The 2020 set found even more to like. They wanted space, security and all their creature comforts under one roof, as well as new construction. Buyers liked that there was no club component to the community, as it meant no club dues, no club politics and no club employees coming and going, agents said.
“Their whole thing is their house is their club house,” Sutter said, describing in-home spas in some houses that “make the Ritz-Carlton look like child’s play.”
“These homes are so big and gnarly with every bell and whistle,” he said. “It’s amazing.”
The Starkification of Stone Creek
There is one man who is responsible for building Stone Creek’s biggest, gnarliest, every-bell-and-whistle homes: Aldo Stark. The founder of Prestige Design Homes, he flipped the mansion to Wahlberg, built the Cafaro family’s Casa Maranello and erected a James Bond-inspired spec estate dubbed Villa Spectre, which he sold for $36.8 million to retired tech CEO Barry Smith last December.
He is known for building massive homes at breakneck speeds, often with a style best described as high drama. The press-shy builder is pictured bearded, in large, dark shades and a pinstriped suit on his website, lending itself to the flash and intrigue he cultivates.
“They were very bold and daring,” Adžem said of Casa Maranello and Villa Spectre. “That is a hallmark of Stark’s vision.”
Adžem is Stark’s go-to agent for his spec homes in Stone Creek, and she helped sell him the lots for those homes. She sees Stark’s arrival in the neighborhood as the moment it blew through its previous price ceiling.
“We were able to offer a new level of product,” she said.
Stark’s homes are fueling the continued interest from Stone Creek’s A-list buyers. Weiner equated the neighborhood to Beverly Park in Los Angeles, a gated community known for large estates, celebrity homes and guarded entrances. It has some peers in Palm Beach County as well. The Bears Club in Jupiter, home to Michael Jordan, is extremely private and secure. Similar to Stone Creek, it has fewer than 55 single-family homes across its 400 acres, although it does have a golf club and a few smaller villas for members.
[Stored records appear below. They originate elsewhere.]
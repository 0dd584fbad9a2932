#![allow(clippy::unwrap_used, clippy::expect_used, clippy::panic, clippy::indexing_slicing)]

use std::io::Cursor;

use axum::Router;
use axum::body::Body;
use axum::http::header::{AUTHORIZATION, CONTENT_TYPE};
use axum::http::{Request, StatusCode};
use axum::response::Response;
use base64::{Engine as _, engine::general_purpose::STANDARD};
use http_body_util::BodyExt;
use image::{DynamicImage, ImageFormat, Rgba, RgbaImage};
use secrecy::SecretString;
use serde_json::Value;
use tower::ServiceExt;

use pictrim_application::infrastructure_config::Config;
use server::bootstrap::router::create_router;
use server::bootstrap::state::AppState;

const API_TOKEN: &str = "test-token";
const BOUNDARY: &str = "pictrim-test-boundary";

fn test_config() -> Config {
    let mut config = Config::default();
    config.auth.api_token = SecretString::from(API_TOKEN.to_string());
    config
}

fn app() -> Router {
    create_router(AppState::new(test_config()))
}

fn app_with_upload_limit(max_upload_bytes: usize) -> Router {
    let mut config = test_config();
    config.upload.max_upload_bytes = max_upload_bytes;
    create_router(AppState::new(config))
}

struct MultipartBuilder {
    body: Vec<u8>,
}

impl MultipartBuilder {
    fn new() -> Self {
        Self { body: Vec::new() }
    }

    fn file(mut self, file_name: &str, content_type: &str, bytes: &[u8]) -> Self {
        self.body.extend_from_slice(
            format!(
                "--{BOUNDARY}\r\nContent-Disposition: form-data; name=\"file\"; filename=\"{file_name}\"\r\nContent-Type: {content_type}\r\n\r\n"
            )
            .as_bytes(),
        );
        self.body.extend_from_slice(bytes);
        self.body.extend_from_slice(b"\r\n");
        self
    }

    fn text(mut self, name: &str, value: &str) -> Self {
        self.body.extend_from_slice(
            format!("--{BOUNDARY}\r\nContent-Disposition: form-data; name=\"{name}\"\r\n\r\n{value}\r\n")
                .as_bytes(),
        );
        self
    }

    fn build(mut self) -> Vec<u8> {
        self.body
            .extend_from_slice(format!("--{BOUNDARY}--\r\n").as_bytes());
        self.body
    }
}

fn trim_request(body: Vec<u8>, token: Option<&str>) -> Request<Body> {
    let mut builder = Request::builder()
        .method("POST")
        .uri("/image/trim")
        .header(
            CONTENT_TYPE,
            format!("multipart/form-data; boundary={BOUNDARY}"),
        );
    if let Some(token) = token {
        builder = builder.header(AUTHORIZATION, token);
    }
    builder.body(Body::from(body)).unwrap()
}

async fn response_json(response: Response) -> Value {
    let bytes = response.into_body().collect().await.unwrap().to_bytes();
    serde_json::from_slice(&bytes).unwrap()
}

fn encode(img: RgbaImage, format: ImageFormat) -> Vec<u8> {
    let dynamic = DynamicImage::ImageRgba8(img);
    // The jpeg encoder takes no alpha channel.
    let dynamic = if format == ImageFormat::Jpeg {
        DynamicImage::ImageRgb8(dynamic.to_rgb8())
    } else {
        dynamic
    };

    let mut out = Vec::new();
    dynamic.write_to(&mut Cursor::new(&mut out), format).unwrap();
    out
}

/// 200x100 white canvas with black content filling everything but a 20px
/// border on each side.
fn bordered_png() -> Vec<u8> {
    let mut img = RgbaImage::from_pixel(200, 100, Rgba([255, 255, 255, 255]));
    for y in 20..80 {
        for x in 20..180 {
            img.put_pixel(x, y, Rgba([0, 0, 0, 255]));
        }
    }
    encode(img, ImageFormat::Png)
}

/// Checkerboard with 50px blocks: content touches all four edges and the
/// pattern survives lossy compression, so trimming is a no-op.
fn checkerboard(size: u32, format: ImageFormat) -> Vec<u8> {
    let img = RgbaImage::from_fn(size, size, |x, y| {
        if (x / 50 + y / 50) % 2 == 0 {
            Rgba([0, 0, 0, 255])
        } else {
            Rgba([255, 255, 255, 255])
        }
    });
    encode(img, format)
}

fn decoded_output(json: &Value) -> DynamicImage {
    let encoded = json["img_base64"].as_str().unwrap();
    let bytes = STANDARD.decode(encoded).unwrap();
    image::load_from_memory(&bytes).unwrap()
}

#[tokio::test]
async fn root_endpoint_is_public() {
    let response = app()
        .oneshot(Request::get("/").body(Body::empty()).unwrap())
        .await
        .unwrap();

    assert_eq!(response.status(), StatusCode::OK);
    let json = response_json(response).await;
    assert_eq!(json["message"], "PicTrim image processing API");
    assert_eq!(json["status"], "running");
}

#[tokio::test]
async fn health_endpoint_reports_configuration() {
    let response = app()
        .oneshot(Request::get("/health").body(Body::empty()).unwrap())
        .await
        .unwrap();

    assert_eq!(response.status(), StatusCode::OK);
    let json = response_json(response).await;
    assert_eq!(json["ok"], true);
    assert_eq!(json["environment"], "development");
    assert!(json["limits"]["max_upload_bytes"].is_number());
}

#[tokio::test]
async fn missing_authorization_header_is_rejected() {
    let body = MultipartBuilder::new()
        .file("img.png", "image/png", &bordered_png())
        .build();
    let response = app().oneshot(trim_request(body, None)).await.unwrap();

    assert_eq!(response.status(), StatusCode::UNAUTHORIZED);
    let json = response_json(response).await;
    assert_eq!(json["ok"], false);
    assert_eq!(json["error"], "Authorization header missing");
}

#[tokio::test]
async fn malformed_authorization_scheme_is_rejected() {
    let body = MultipartBuilder::new()
        .file("img.png", "image/png", &bordered_png())
        .build();
    let response = app()
        .oneshot(trim_request(body, Some(&format!("Token {API_TOKEN}"))))
        .await
        .unwrap();

    assert_eq!(response.status(), StatusCode::UNAUTHORIZED);
    let json = response_json(response).await;
    assert_eq!(json["error"], "Invalid authorization format. Use: Bearer <token>");
}

#[tokio::test]
async fn wrong_token_is_rejected() {
    let body = MultipartBuilder::new()
        .file("img.png", "image/png", &bordered_png())
        .build();
    let response = app()
        .oneshot(trim_request(body, Some("Bearer nope")))
        .await
        .unwrap();

    assert_eq!(response.status(), StatusCode::UNAUTHORIZED);
    let json = response_json(response).await;
    assert_eq!(json["error"], "Invalid token");
}

#[tokio::test]
async fn trim_removes_a_uniform_border() {
    let body = MultipartBuilder::new()
        .file("img.png", "image/png", &bordered_png())
        .build();
    let response = app()
        .oneshot(trim_request(body, Some(&format!("Bearer {API_TOKEN}"))))
        .await
        .unwrap();

    assert_eq!(response.status(), StatusCode::OK);
    let json = response_json(response).await;
    assert_eq!(json["file_format"], "png");

    let output = decoded_output(&json);
    assert_eq!((output.width(), output.height()), (160, 60));
}

#[tokio::test]
async fn width_only_resize_preserves_aspect_ratio_after_trim() {
    let body = MultipartBuilder::new()
        .file("img.png", "image/png", &bordered_png())
        .text("resize_width", "80")
        .build();
    let response = app()
        .oneshot(trim_request(body, Some(&format!("Bearer {API_TOKEN}"))))
        .await
        .unwrap();

    assert_eq!(response.status(), StatusCode::OK);
    let json = response_json(response).await;

    // Trim yields 160x60, then the 80px width keeps the 8:3 ratio.
    let output = decoded_output(&json);
    assert_eq!((output.width(), output.height()), (80, 30));
}

#[tokio::test]
async fn jpeg_resize_with_explicit_quality() {
    let body = MultipartBuilder::new()
        .file("photo.jpg", "image/jpeg", &checkerboard(400, ImageFormat::Jpeg))
        .text("resize_width", "100")
        .text("quality", "80")
        .build();
    let response = app()
        .oneshot(trim_request(body, Some(&format!("Bearer {API_TOKEN}"))))
        .await
        .unwrap();

    assert_eq!(response.status(), StatusCode::OK);
    let json = response_json(response).await;
    assert_eq!(json["file_format"], "jpeg");

    let output = decoded_output(&json);
    assert_eq!((output.width(), output.height()), (100, 100));
}

#[tokio::test]
async fn exact_resize_ignores_the_aspect_ratio() {
    let body = MultipartBuilder::new()
        .file("photo.jpg", "image/jpeg", &checkerboard(400, ImageFormat::Jpeg))
        .text("resize_width", "120")
        .text("resize_height", "40")
        .build();
    let response = app()
        .oneshot(trim_request(body, Some(&format!("Bearer {API_TOKEN}"))))
        .await
        .unwrap();

    assert_eq!(response.status(), StatusCode::OK);
    let output = decoded_output(&response_json(response).await);
    assert_eq!((output.width(), output.height()), (120, 40));
}

#[tokio::test]
async fn webp_upload_round_trips() {
    let body = MultipartBuilder::new()
        .file("pic.webp", "image/webp", &checkerboard(200, ImageFormat::WebP))
        .text("quality", "60")
        .build();
    let response = app()
        .oneshot(trim_request(body, Some(&format!("Bearer {API_TOKEN}"))))
        .await
        .unwrap();

    assert_eq!(response.status(), StatusCode::OK);
    let json = response_json(response).await;
    assert_eq!(json["file_format"], "webp");

    let output = decoded_output(&json);
    assert_eq!((output.width(), output.height()), (200, 200));
}

#[tokio::test]
async fn renamed_text_file_is_a_decode_error() {
    let body = MultipartBuilder::new()
        .file("note.png", "image/png", b"hello world, not an image")
        .build();
    let response = app()
        .oneshot(trim_request(body, Some(&format!("Bearer {API_TOKEN}"))))
        .await
        .unwrap();

    assert_eq!(response.status(), StatusCode::BAD_REQUEST);
    let json = response_json(response).await;
    assert_eq!(json["ok"], false);
    assert_eq!(json["status"], 400);
}

#[tokio::test]
async fn unsupported_extension_is_rejected_before_decoding() {
    let body = MultipartBuilder::new()
        .file("anim.gif", "image/gif", &[0u8; 16])
        .build();
    let response = app()
        .oneshot(trim_request(body, Some(&format!("Bearer {API_TOKEN}"))))
        .await
        .unwrap();

    assert_eq!(response.status(), StatusCode::UNPROCESSABLE_ENTITY);
}

#[tokio::test]
async fn non_image_content_type_is_rejected() {
    let body = MultipartBuilder::new()
        .file("doc.png", "application/pdf", &bordered_png())
        .build();
    let response = app()
        .oneshot(trim_request(body, Some(&format!("Bearer {API_TOKEN}"))))
        .await
        .unwrap();

    assert_eq!(response.status(), StatusCode::UNPROCESSABLE_ENTITY);
}

#[tokio::test]
async fn out_of_range_quality_is_rejected() {
    let body = MultipartBuilder::new()
        .file("img.png", "image/png", &bordered_png())
        .text("quality", "101")
        .build();
    let response = app()
        .oneshot(trim_request(body, Some(&format!("Bearer {API_TOKEN}"))))
        .await
        .unwrap();

    assert_eq!(response.status(), StatusCode::UNPROCESSABLE_ENTITY);
}

#[tokio::test]
async fn zero_resize_dimension_is_rejected() {
    let body = MultipartBuilder::new()
        .file("img.png", "image/png", &bordered_png())
        .text("resize_width", "0")
        .build();
    let response = app()
        .oneshot(trim_request(body, Some(&format!("Bearer {API_TOKEN}"))))
        .await
        .unwrap();

    assert_eq!(response.status(), StatusCode::UNPROCESSABLE_ENTITY);
}

#[tokio::test]
async fn missing_file_field_is_rejected() {
    let body = MultipartBuilder::new().text("quality", "50").build();
    let response = app()
        .oneshot(trim_request(body, Some(&format!("Bearer {API_TOKEN}"))))
        .await
        .unwrap();

    assert_eq!(response.status(), StatusCode::UNPROCESSABLE_ENTITY);
}

#[tokio::test]
async fn oversized_uploads_hit_the_body_limit() {
    let body = MultipartBuilder::new()
        .file("img.png", "image/png", &bordered_png())
        .build();
    let response = app_with_upload_limit(64)
        .oneshot(trim_request(body, Some(&format!("Bearer {API_TOKEN}"))))
        .await
        .unwrap();

    // The capped body surfaces as a multipart read failure.
    assert_eq!(response.status(), StatusCode::UNPROCESSABLE_ENTITY);
}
Edward Brown, the former CEO of Patrón Spirits, sold his Bears Club mansion for a record $48 million this year.
The success of these gated enclaves is providing inspiration for a new crop of golf communities shooting up farther north in Hobe Sound, like the Discovery Land Company’s Atlantic Fields. The planned community will have 317 homes on more than 1,500 acres, according to its website. And it will, of course, be gated.
Still, the staying power of such projects has yet to be tested, and so much depends upon the buyers who ultimately commit to spend there. Part of the value of Stone Creek is in its owners, and their own devotion to maintaining property values, said Sutter.
“It’s mansion banking,” he said. “You’re always going to be protected. There is billionaire after billionaire in there who is not going to let their house go under $2,000 a foot.”
For Weiner, it’s a safe investment, but the estates in Stone Creek also provide what money can’t buy in other parts of South Florida.
“Compared to Palm Beach island or Miami Beach, it’s a steal,” he said. “The teardowns in Palm Beach are $200 million and this has more land. It’s gated and armed and no one can drive by; what is that worth?”